*What to work on*
Please restate verbatim the lines that open the listing below, ending with the line in which "its on-disc byte." occurs.

*Provided entries*
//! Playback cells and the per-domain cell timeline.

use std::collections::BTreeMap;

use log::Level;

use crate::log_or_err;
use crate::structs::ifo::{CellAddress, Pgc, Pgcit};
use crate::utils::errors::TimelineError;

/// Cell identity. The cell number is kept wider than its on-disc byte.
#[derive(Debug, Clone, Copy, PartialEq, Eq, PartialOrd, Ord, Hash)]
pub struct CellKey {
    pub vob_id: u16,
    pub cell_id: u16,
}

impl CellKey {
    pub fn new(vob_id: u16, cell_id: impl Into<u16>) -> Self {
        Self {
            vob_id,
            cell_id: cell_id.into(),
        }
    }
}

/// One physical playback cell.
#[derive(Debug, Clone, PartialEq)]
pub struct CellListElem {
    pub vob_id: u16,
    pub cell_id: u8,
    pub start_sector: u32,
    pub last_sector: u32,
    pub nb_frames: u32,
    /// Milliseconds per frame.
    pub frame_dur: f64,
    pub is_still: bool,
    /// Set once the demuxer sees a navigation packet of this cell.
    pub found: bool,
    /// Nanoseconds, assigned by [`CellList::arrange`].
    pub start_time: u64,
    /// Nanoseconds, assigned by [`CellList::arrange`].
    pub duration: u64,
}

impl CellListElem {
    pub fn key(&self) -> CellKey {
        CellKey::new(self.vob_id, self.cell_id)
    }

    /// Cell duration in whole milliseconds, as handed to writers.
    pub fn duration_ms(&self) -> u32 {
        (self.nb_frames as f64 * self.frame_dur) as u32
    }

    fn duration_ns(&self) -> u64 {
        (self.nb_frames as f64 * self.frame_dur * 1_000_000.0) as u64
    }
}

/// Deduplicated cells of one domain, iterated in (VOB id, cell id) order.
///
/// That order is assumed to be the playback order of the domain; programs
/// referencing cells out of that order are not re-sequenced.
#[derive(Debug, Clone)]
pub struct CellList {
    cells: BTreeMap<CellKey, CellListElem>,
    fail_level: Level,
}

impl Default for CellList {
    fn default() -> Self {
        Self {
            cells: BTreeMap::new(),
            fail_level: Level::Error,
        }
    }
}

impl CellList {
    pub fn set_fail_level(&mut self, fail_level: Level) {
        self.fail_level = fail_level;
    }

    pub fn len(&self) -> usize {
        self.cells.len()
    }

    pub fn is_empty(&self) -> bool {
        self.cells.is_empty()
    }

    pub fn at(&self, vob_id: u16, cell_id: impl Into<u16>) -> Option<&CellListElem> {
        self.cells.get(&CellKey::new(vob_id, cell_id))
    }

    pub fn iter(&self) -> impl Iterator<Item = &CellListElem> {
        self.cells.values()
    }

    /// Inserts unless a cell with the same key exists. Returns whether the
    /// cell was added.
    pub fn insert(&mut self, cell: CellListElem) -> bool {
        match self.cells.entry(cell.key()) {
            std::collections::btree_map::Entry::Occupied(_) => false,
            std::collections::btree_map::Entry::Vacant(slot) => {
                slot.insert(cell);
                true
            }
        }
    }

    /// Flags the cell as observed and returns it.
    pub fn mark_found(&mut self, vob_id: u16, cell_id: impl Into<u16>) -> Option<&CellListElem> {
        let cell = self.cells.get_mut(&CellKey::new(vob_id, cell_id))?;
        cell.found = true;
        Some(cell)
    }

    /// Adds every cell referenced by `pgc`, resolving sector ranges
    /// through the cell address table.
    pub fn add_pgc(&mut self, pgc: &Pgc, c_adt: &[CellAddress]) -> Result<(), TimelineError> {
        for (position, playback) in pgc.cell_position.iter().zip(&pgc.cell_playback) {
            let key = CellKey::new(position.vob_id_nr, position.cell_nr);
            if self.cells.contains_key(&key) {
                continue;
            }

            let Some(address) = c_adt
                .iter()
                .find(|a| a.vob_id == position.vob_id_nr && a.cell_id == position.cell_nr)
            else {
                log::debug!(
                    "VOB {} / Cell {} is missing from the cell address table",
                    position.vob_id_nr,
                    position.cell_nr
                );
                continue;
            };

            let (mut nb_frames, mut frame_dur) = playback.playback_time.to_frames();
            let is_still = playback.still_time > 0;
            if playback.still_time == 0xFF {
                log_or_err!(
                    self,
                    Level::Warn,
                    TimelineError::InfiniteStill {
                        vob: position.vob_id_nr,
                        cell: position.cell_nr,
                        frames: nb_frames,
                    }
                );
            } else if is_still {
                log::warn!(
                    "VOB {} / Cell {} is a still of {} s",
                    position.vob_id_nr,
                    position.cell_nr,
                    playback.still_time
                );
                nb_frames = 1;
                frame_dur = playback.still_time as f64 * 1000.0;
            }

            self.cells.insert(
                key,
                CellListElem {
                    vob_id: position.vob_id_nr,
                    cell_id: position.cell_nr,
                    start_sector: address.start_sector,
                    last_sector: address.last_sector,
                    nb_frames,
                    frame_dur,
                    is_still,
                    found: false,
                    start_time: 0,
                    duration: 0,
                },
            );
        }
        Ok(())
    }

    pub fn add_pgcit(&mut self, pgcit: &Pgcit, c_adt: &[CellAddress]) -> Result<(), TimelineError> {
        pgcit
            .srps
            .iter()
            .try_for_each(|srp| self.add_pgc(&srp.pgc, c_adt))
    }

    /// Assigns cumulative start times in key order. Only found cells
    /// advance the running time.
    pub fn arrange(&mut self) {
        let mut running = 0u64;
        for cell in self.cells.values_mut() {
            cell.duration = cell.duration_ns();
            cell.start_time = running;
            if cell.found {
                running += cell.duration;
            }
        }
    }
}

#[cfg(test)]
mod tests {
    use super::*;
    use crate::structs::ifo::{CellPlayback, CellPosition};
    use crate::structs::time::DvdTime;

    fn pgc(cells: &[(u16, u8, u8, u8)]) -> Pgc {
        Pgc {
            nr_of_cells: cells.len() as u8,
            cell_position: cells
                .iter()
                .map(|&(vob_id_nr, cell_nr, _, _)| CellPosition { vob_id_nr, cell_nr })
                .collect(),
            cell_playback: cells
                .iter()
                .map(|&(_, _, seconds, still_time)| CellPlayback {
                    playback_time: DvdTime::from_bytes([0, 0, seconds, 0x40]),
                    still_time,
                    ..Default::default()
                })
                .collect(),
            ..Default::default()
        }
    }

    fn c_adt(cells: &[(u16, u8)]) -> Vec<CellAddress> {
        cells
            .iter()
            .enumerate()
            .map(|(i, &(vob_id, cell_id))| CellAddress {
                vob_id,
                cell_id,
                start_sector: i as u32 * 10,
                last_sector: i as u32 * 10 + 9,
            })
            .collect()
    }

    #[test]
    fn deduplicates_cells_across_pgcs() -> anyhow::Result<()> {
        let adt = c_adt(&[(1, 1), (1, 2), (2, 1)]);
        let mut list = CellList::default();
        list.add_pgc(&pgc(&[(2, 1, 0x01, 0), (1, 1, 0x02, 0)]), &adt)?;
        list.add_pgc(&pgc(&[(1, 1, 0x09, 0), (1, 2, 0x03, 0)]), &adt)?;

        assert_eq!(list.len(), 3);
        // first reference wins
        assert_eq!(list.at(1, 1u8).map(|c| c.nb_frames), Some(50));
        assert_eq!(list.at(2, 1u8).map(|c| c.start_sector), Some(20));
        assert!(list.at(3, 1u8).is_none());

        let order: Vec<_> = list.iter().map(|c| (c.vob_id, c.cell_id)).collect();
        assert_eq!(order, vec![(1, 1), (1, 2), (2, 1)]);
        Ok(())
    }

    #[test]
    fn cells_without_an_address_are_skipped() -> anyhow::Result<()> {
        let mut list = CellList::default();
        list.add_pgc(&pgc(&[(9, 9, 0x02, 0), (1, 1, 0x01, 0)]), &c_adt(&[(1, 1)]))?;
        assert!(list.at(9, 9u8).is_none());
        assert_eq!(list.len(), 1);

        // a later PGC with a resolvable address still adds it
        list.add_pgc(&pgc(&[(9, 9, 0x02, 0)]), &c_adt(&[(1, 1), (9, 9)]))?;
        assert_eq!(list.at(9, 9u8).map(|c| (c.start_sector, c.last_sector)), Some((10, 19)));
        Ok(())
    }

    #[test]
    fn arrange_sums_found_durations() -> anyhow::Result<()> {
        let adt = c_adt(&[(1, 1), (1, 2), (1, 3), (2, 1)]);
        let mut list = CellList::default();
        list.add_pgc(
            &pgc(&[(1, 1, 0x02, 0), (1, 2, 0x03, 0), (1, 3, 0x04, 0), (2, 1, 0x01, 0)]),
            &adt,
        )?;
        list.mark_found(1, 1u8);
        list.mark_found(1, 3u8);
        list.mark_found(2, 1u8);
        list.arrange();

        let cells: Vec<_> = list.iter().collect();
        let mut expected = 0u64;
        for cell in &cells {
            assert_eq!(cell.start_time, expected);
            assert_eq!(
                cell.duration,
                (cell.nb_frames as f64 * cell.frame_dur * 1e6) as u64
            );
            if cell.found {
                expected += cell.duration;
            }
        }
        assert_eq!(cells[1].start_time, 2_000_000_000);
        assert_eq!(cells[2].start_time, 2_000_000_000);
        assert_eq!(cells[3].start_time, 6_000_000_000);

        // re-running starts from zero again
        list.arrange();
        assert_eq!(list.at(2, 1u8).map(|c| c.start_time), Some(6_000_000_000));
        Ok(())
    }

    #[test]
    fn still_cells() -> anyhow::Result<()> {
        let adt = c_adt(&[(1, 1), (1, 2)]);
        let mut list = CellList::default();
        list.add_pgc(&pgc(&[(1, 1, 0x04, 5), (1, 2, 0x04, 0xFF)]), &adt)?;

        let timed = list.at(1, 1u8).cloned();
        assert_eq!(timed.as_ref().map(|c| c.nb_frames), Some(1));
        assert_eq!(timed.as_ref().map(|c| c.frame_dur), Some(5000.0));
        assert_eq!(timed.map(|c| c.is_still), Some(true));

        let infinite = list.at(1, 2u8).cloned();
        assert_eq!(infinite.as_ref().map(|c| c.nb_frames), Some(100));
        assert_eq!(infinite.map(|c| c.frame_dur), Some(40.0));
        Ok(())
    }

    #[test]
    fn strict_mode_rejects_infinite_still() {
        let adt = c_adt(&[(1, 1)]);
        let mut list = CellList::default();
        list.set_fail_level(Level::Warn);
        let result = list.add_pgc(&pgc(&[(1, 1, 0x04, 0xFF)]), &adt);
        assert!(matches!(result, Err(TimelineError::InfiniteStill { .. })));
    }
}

*Solution below*
//! Playback cells and the per-domain cell timeline.

use std::collections::BTreeMap;

use log::Level;

use crate::log_or_err;
use crate::structs::ifo::{CellAddress, Pgc, Pgcit};
use crate::utils::errors::TimelineError;

/// Cell identity. The cell number is kept wider than its on-disc byte.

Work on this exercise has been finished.